A dissertação do Sylvio – e hoje seu livro – vai nacontramão dessa deficiência. Preocupado em fincar as bases naquilo que foi uma conquista muito cara à Constituição da República de 88 – o processo como procedimento em contraditório –, o escopo era (re)discutir o locus dos sujeitos processuais penais. A hipótese estava, assim, perfeita; e ele, já professor da matéria e com certa experiência, habilitado para
desenvolver a pesquisa satisfatoriamente.
O desenvolvimento dela (a pesquisa), porém, como era de se esperar – e constava em larga medida no projeto cuidadosamente pensado –, trouxe a necessidade de percorrer, ainda que sinteticamente, um percurso que garantisse a devida discussão da hipótese principal.
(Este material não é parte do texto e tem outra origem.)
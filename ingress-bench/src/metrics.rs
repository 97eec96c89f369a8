//! Thin Prometheus query handle, handed opaquely to the benchmark driver.

use std::time::Duration;

use envconfig::Envconfig;
use serde_json::Value;

#[derive(thiserror::Error, Debug)]
pub enum MetricsError {
    #[error("prometheus query failed: {0}")]
    Http(#[from] reqwest::Error),
}

#[derive(Envconfig, Clone, Debug)]
pub struct PromConfig {
    #[envconfig(from = "INGRESS_BENCH_PROM_URL")]
    pub url: Option<String>,

    #[envconfig(from = "INGRESS_BENCH_PROM_TOKEN")]
    pub token: Option<String>,

    #[envconfig(from = "INGRESS_BENCH_PROM_TIMEOUT_SECS", default = "30")]
    pub query_timeout_secs: u64,
}

impl Default for PromConfig {
    fn default() -> Self {
        Self {
            url: None,
            token: None,
            query_timeout_secs: 30,
        }
    }
}

pub struct MetricsClient {
    base: String,
    token: Option<String>,
    http: reqwest::Client,
}

impl MetricsClient {
    /// None when no Prometheus URL is configured; metrics are optional.
    pub fn from_env() -> Option<Self> {
        let pc = PromConfig::init_from_env().ok().unwrap_or_default();
        Self::from_config(pc)
    }

    pub fn from_config(pc: PromConfig) -> Option<Self> {
        let base = pc.url.filter(|s| !s.is_empty())?;
        let http = reqwest::Client::builder()
            .timeout(Duration::from_secs(pc.query_timeout_secs))
            .build()
            .ok()?;
        Some(Self {
            base: base.trim_end_matches('/').to_string(),
            token: pc.token.filter(|s| !s.is_empty()),
            http,
        })
    }

    /// Evaluate an instant query and return the first vector sample.
    /// Non-success responses and empty results yield 0.0 rather than an
    /// error; a missing series is not worth failing a benchmark over.
    #[tracing::instrument(skip(self), fields(expr = %expr))]
    pub async fn query_instant(&self, expr: &str) -> Result<f64, MetricsError> {
        let url = format!("{}/api/v1/query", self.base);
        let mut req = self.http.get(url).query(&[("query", expr)]);
        if let Some(token) = &self.token {
            req = req.bearer_auth(token);
        }
        let res = req.send().await?;
        if !res.status().is_success() {
            return Ok(0.0);
        }
        let body: Value = res.json().await?;
        Ok(first_vector_value(&body).unwrap_or(0.0))
    }
}

fn first_vector_value(body: &Value) -> Option<f64> {
    body.get("data")?
        .get("result")?
        .as_array()?
        .first()?
        .get("value")?
        .as_array()?
        .get(1)?
        .as_str()?
        .parse()
        .ok()
}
Foi assim que veio à luz um capítulo I para destrinchar os sistemas processuais penais a partir do conceito de sistema, até o Modelo Napoleônico que, a toda evidência, não é propriamente um sistema.
No capítulo II vem à tona um estudo acurado da trilogia estrutural do direito processual penal (jurisdição, ação e processo), com um maior desenvolvimento das teorias do processo, tudo de modo a se preparar a análise e discussão da hipótese principal da monografia. Tal capítulo é de tal maneira rico didaticamente que, por certo, propiciou, ao depois, a conclusão de se poder editar um livro de Introdução do Direito Processual Penal.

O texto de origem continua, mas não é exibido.